Flor de vida from Ona Daurada on Vimeo.
Matusalén la descubrió, la puso en una maceta, metió el tiesto en una bolsa de color de nata, cosida al vestido, y se pasaba el rato mirándola a la sombra del cedro y del ciprés, frente de un campo de lirios en delirio.
Comía tortas de uva. ¿Y la joya que tenía?
Pero un día espeso de nubes y encortinado de lluvia resbaló en el charco del fango, se le rompió el tiesto y Matusalén murió después de tres mil años y pico de ver pasar el mundo y los vencejos.
La flor fue a buscar vida por lugares más lejanos.
Una generación pasa, otra generación viene: una con cara a la locura, la otra con cara al juicio.

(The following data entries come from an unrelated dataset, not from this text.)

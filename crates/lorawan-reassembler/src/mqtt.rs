// SPDX-License-Identifier: Apache-2.0 OR MIT
// Copyright (c) 2025-2026 naskel.com

//! MQTT client plumbing shared by the subscriber and the publisher.

use crate::config::MqttAuth;
use rumqttc::{Event, EventLoop, MqttOptions, Packet};
use std::time::Duration;
use thiserror::Error;
use tokio_util::sync::CancellationToken;
use tracing::{debug, warn};

/// Delay before polling again after a connection error.
const RECONNECT_DELAY: Duration = Duration::from_secs(1);

/// Broker connection errors.
#[derive(Debug, Error)]
pub enum ConnectError {
    #[error(transparent)]
    Connection(#[from] rumqttc::ConnectionError),

    #[error("no CONNACK within {0:?}")]
    Timeout(Duration),

    #[error("subscribe failed: {0}")]
    Subscribe(#[from] rumqttc::ClientError),
}

/// Build client options for one broker connection.
///
/// `role` distinguishes the subscriber from the publisher in the client id
/// so both can share a broker.
pub fn options(role: &str, host: &str, port: u16, auth: Option<&MqttAuth>) -> MqttOptions {
    let client_id = format!("lorawan-reassembler-{}-{}", role, std::process::id());
    let mut options = MqttOptions::new(client_id, host, port);
    options.set_keep_alive(Duration::from_secs(30));
    options.set_max_packet_size(256 * 1024, 256 * 1024);

    if let Some(auth) = auth {
        options.set_credentials(auth.username.clone(), auth.password.clone());
    }

    options
}

/// Poll `eventloop` until the broker acknowledges the connection.
pub async fn wait_connected(
    eventloop: &mut EventLoop,
    timeout: Duration,
) -> Result<(), ConnectError> {
    let connack = async {
        loop {
            if let Event::Incoming(Packet::ConnAck(ack)) = eventloop.poll().await? {
                debug!("CONNACK: {:?}", ack.code);
                return Ok::<(), ConnectError>(());
            }
        }
    };

    match tokio::time::timeout(timeout, connack).await {
        Ok(result) => result,
        Err(_) => Err(ConnectError::Timeout(timeout)),
    }
}

/// Keep a publish-only connection alive until `cancel` fires.
///
/// rumqttc reconnects on the next poll after an error.
pub async fn drive(mut eventloop: EventLoop, name: &'static str, cancel: CancellationToken) {
    loop {
        tokio::select! {
            biased;

            _ = cancel.cancelled() => break,
            event = eventloop.poll() => {
                if let Err(e) = event {
                    warn!("{} connection error: {}", name, e);
                    if !backoff(&cancel).await {
                        break;
                    }
                }
            }
        }
    }

    debug!("{} event loop stopped", name);
}

/// Pause after a connection error, returning `false` if cancelled meanwhile.
pub async fn backoff(cancel: &CancellationToken) -> bool {
    tokio::select! {
        biased;

        _ = cancel.cancelled() => false,
        _ = tokio::time::sleep(RECONNECT_DELAY) => true,
    }
}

Los hombres iban con su tiesto con la flor. Se encontraban en la Plaza del pueblo y se preguntaban unos a los otros:
-¿Y la tuya?
-Ha florecido siete veces.
-¿Y la de tu padre?
¿Y la de tu hermano?
La flor vivía resguardada, alimentada de bellas palabras y de pura sabiduría. Cada día había más flores. Más hombres con mucha vida. No estaban nunca enfermos. Los años les caían encima, los años iban pasando y ellos los aguantaban con los hombros, con la nariz si era preciso.
Hasta que una mañana de sol rabioso, cuando las serpientes andan derechas, se reunieron a escondidas los médicos, los farmacéuticos, los notarios, las esposas cansadas, los hijos con ganas de heredar… Quemaron las flores en medio de la Placa, rompieron las macetas y todo acabó haciendo cola en el cementerio porque no daban abasto para enterrar tantos viejos con cara de lechuza y con los huesos carcomidos.